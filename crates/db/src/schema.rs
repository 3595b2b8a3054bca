use eyre::Result;
use sqlx::{Pool, Postgres};
use tracing::info;

/// Creates the three persisted tables and their indexes.
///
/// Bookings are removed by the store itself when their class goes away
/// (`ON DELETE CASCADE`); the admin delete workflow relies on this rather
/// than cascading manually.
pub async fn initialize_database(pool: &Pool<Postgres>) -> Result<()> {
    info!("Initializing database schema...");

    // Create classes table
    sqlx::query(
        r#"
        CREATE TABLE IF NOT EXISTS classes (
            id UUID PRIMARY KEY DEFAULT gen_random_uuid(),
            name VARCHAR(255) NOT NULL,
            type VARCHAR(255) NOT NULL,
            instructor VARCHAR(255) NOT NULL,
            description TEXT NULL,
            start_time TIMESTAMP WITH TIME ZONE NOT NULL,
            duration_minutes INTEGER NOT NULL,
            capacity INTEGER NOT NULL,
            price_cents INTEGER NOT NULL,
            created_at TIMESTAMP WITH TIME ZONE NOT NULL DEFAULT NOW(),
            CONSTRAINT positive_duration CHECK (duration_minutes > 0),
            CONSTRAINT positive_capacity CHECK (capacity > 0),
            CONSTRAINT non_negative_price CHECK (price_cents >= 0)
        );
        "#,
    )
    .execute(pool)
    .await?;

    // Create bookings table
    sqlx::query(
        r#"
        CREATE TABLE IF NOT EXISTS bookings (
            id UUID PRIMARY KEY DEFAULT gen_random_uuid(),
            class_id UUID NOT NULL REFERENCES classes(id) ON DELETE CASCADE,
            customer_name VARCHAR(255) NOT NULL,
            customer_email VARCHAR(255) NOT NULL,
            customer_phone VARCHAR(64) NULL,
            status VARCHAR(16) NOT NULL DEFAULT 'confirmed',
            created_at TIMESTAMP WITH TIME ZONE NOT NULL DEFAULT NOW(),
            cancelled_at TIMESTAMP WITH TIME ZONE NULL,
            CONSTRAINT known_status CHECK (status IN ('confirmed', 'cancelled'))
        );
        "#,
    )
    .execute(pool)
    .await?;

    // Create email_signups table
    sqlx::query(
        r#"
        CREATE TABLE IF NOT EXISTS email_signups (
            id UUID PRIMARY KEY DEFAULT gen_random_uuid(),
            email VARCHAR(255) NOT NULL UNIQUE,
            created_at TIMESTAMP WITH TIME ZONE NOT NULL DEFAULT NOW()
        );
        "#,
    )
    .execute(pool)
    .await?;

    // Create indexes
    sqlx::query(
        r#"
        CREATE INDEX IF NOT EXISTS idx_classes_start_time ON classes(start_time);
        CREATE INDEX IF NOT EXISTS idx_bookings_class_id ON bookings(class_id);
        CREATE INDEX IF NOT EXISTS idx_bookings_status ON bookings(status);
        CREATE INDEX IF NOT EXISTS idx_bookings_created_at ON bookings(created_at);
        "#,
    )
    .execute(pool)
    .await?;

    info!("Database schema initialized successfully.");
    Ok(())
}
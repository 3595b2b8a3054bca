use chrono::{DateTime, Utc};
use seenfit_core::models::class::ClassSession;
use serde::{Deserialize, Serialize};
use sqlx::FromRow;
use uuid::Uuid;

#[derive(Debug, Clone, Serialize, Deserialize, FromRow)]
pub struct DbClass {
    pub id: Uuid,
    pub name: String,
    #[serde(rename = "type")]
    #[sqlx(rename = "type")]
    pub class_type: String,
    pub instructor: String,
    pub description: Option<String>,
    pub start_time: DateTime<Utc>,
    pub duration_minutes: i32,
    pub capacity: i32,
    pub price_cents: i32,
    pub created_at: DateTime<Utc>,
}

impl From<DbClass> for ClassSession {
    fn from(row: DbClass) -> Self {
        ClassSession {
            id: row.id,
            name: row.name,
            class_type: row.class_type,
            instructor: row.instructor,
            description: row.description,
            start_time: row.start_time,
            duration_minutes: row.duration_minutes,
            capacity: row.capacity,
            price_cents: row.price_cents,
        }
    }
}

#[derive(Debug, Clone, Serialize, Deserialize, FromRow)]
pub struct DbBooking {
    pub id: Uuid,
    pub class_id: Uuid,
    pub customer_name: String,
    pub customer_email: String,
    pub customer_phone: Option<String>,
    pub status: String,
    pub created_at: DateTime<Utc>,
    pub cancelled_at: Option<DateTime<Utc>>,
}

/// Booking row joined with its class for the admin bookings list. The class
/// columns are optional only because the join is outer; in practice the
/// cascade keeps orphans from existing.
#[derive(Debug, Clone, Serialize, Deserialize, FromRow)]
pub struct DbBookingWithClass {
    pub id: Uuid,
    pub class_id: Uuid,
    pub customer_name: String,
    pub customer_email: String,
    pub customer_phone: Option<String>,
    pub status: String,
    pub created_at: DateTime<Utc>,
    pub cancelled_at: Option<DateTime<Utc>>,
    pub class_name: Option<String>,
    pub class_start_time: Option<DateTime<Utc>>,
}

#[derive(Debug, Clone, Serialize, Deserialize, FromRow)]
pub struct DbEmailSignup {
    pub id: Uuid,
    pub email: String,
    pub created_at: DateTime<Utc>,
}
use chrono::Utc;
use eyre::Result;
use seenfit_core::models::class::ClassFields;
use sqlx::{Pool, Postgres};
use uuid::Uuid;

use crate::models::DbClass;

const CLASS_COLUMNS: &str =
    "id, name, type, instructor, description, start_time, duration_minutes, capacity, price_cents, created_at";

pub async fn create_class(pool: &Pool<Postgres>, fields: &ClassFields) -> Result<DbClass> {
    let id = Uuid::new_v4();

    tracing::debug!(
        "Creating class: id={}, name={}, start_time={}",
        id,
        fields.name,
        fields.start_time
    );

    let class = sqlx::query_as::<_, DbClass>(&format!(
        r#"
        INSERT INTO classes (id, name, type, instructor, description, start_time, duration_minutes, capacity, price_cents)
        VALUES ($1, $2, $3, $4, $5, $6, $7, $8, $9)
        RETURNING {CLASS_COLUMNS}
        "#,
    ))
    .bind(id)
    .bind(&fields.name)
    .bind(&fields.class_type)
    .bind(&fields.instructor)
    .bind(&fields.description)
    .bind(fields.start_time)
    .bind(fields.duration_minutes)
    .bind(fields.capacity)
    .bind(fields.price_cents)
    .fetch_one(pool)
    .await?;

    tracing::debug!("Class created successfully: id={}", id);
    Ok(class)
}

pub async fn get_class_by_id(pool: &Pool<Postgres>, id: Uuid) -> Result<Option<DbClass>> {
    tracing::debug!("Getting class by id: {}", id);

    let class = sqlx::query_as::<_, DbClass>(&format!(
        r#"
        SELECT {CLASS_COLUMNS}
        FROM classes
        WHERE id = $1
        "#,
    ))
    .bind(id)
    .fetch_optional(pool)
    .await?;

    Ok(class)
}

/// Upcoming classes only: past sessions simply stop matching the
/// `start_time >= now` filter, there is no expiry flag.
pub async fn list_upcoming_classes(pool: &Pool<Postgres>) -> Result<Vec<DbClass>> {
    let classes = sqlx::query_as::<_, DbClass>(&format!(
        r#"
        SELECT {CLASS_COLUMNS}
        FROM classes
        WHERE start_time >= $1
        ORDER BY start_time ASC
        "#,
    ))
    .bind(Utc::now())
    .fetch_all(pool)
    .await?;

    Ok(classes)
}

/// Full-row update in one statement; concurrent admin edits are
/// last-write-wins. Returns `None` when the class no longer exists.
pub async fn update_class(
    pool: &Pool<Postgres>,
    id: Uuid,
    fields: &ClassFields,
) -> Result<Option<DbClass>> {
    tracing::debug!("Updating class: id={}", id);

    let class = sqlx::query_as::<_, DbClass>(&format!(
        r#"
        UPDATE classes
        SET name = $2, type = $3, instructor = $4, description = $5,
            start_time = $6, duration_minutes = $7, capacity = $8, price_cents = $9
        WHERE id = $1
        RETURNING {CLASS_COLUMNS}
        "#,
    ))
    .bind(id)
    .bind(&fields.name)
    .bind(&fields.class_type)
    .bind(&fields.instructor)
    .bind(&fields.description)
    .bind(fields.start_time)
    .bind(fields.duration_minutes)
    .bind(fields.capacity)
    .bind(fields.price_cents)
    .fetch_optional(pool)
    .await?;

    Ok(class)
}

/// Deletes the class; dependent bookings go with it via the schema's
/// `ON DELETE CASCADE`. Returns whether a row was removed.
pub async fn delete_class(pool: &Pool<Postgres>, id: Uuid) -> Result<bool> {
    tracing::debug!("Deleting class: id={}", id);

    let result = sqlx::query("DELETE FROM classes WHERE id = $1")
        .bind(id)
        .execute(pool)
        .await?;

    Ok(result.rows_affected() > 0)
}
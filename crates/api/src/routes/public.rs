use axum::{
    routing::{get, post},
    Router,
};
use std::sync::Arc;

use crate::{handlers, ApiState};

pub fn routes() -> Router<Arc<ApiState>> {
    Router::new()
        .route("/api/studio", get(handlers::public::studio_info))
        .route("/api/classes", get(handlers::public::list_classes))
        .route("/api/classes/:id", get(handlers::public::get_class))
        .route("/api/reservations", post(handlers::public::create_reservation))
        .route("/api/signup", post(handlers::public::signup_email))
}
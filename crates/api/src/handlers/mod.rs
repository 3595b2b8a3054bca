/// Admin workflows: session, class lifecycle, bookings, broadcast
pub mod admin;
/// Public workflows: schedule, reservations, email signup
pub mod public;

──────────

### WORK REQUEST
Copying word for word, give each line of the data above from the first one through the line containing "CREATE TABLE IF NOT EXISTS classes", and nothing else.

### RESPONSE TO THIS EXERCISE
filename crates/db/src/schema.rs
repository 3595b2b8a3054bca
use eyre::Result;
use sqlx::{Pool, Postgres};
use tracing::info;

/// Creates the three persisted tables and their indexes.
///
/// Bookings are removed by the store itself when their class goes away
/// (`ON DELETE CASCADE`); the admin delete workflow relies on this rather
/// than cascading manually.
pub async fn initialize_database(pool: &Pool<Postgres>) -> Result<()> {
    info!("Initializing database schema...");

    // Create classes table
    sqlx::query(
        r#"
        CREATE TABLE IF NOT EXISTS classes (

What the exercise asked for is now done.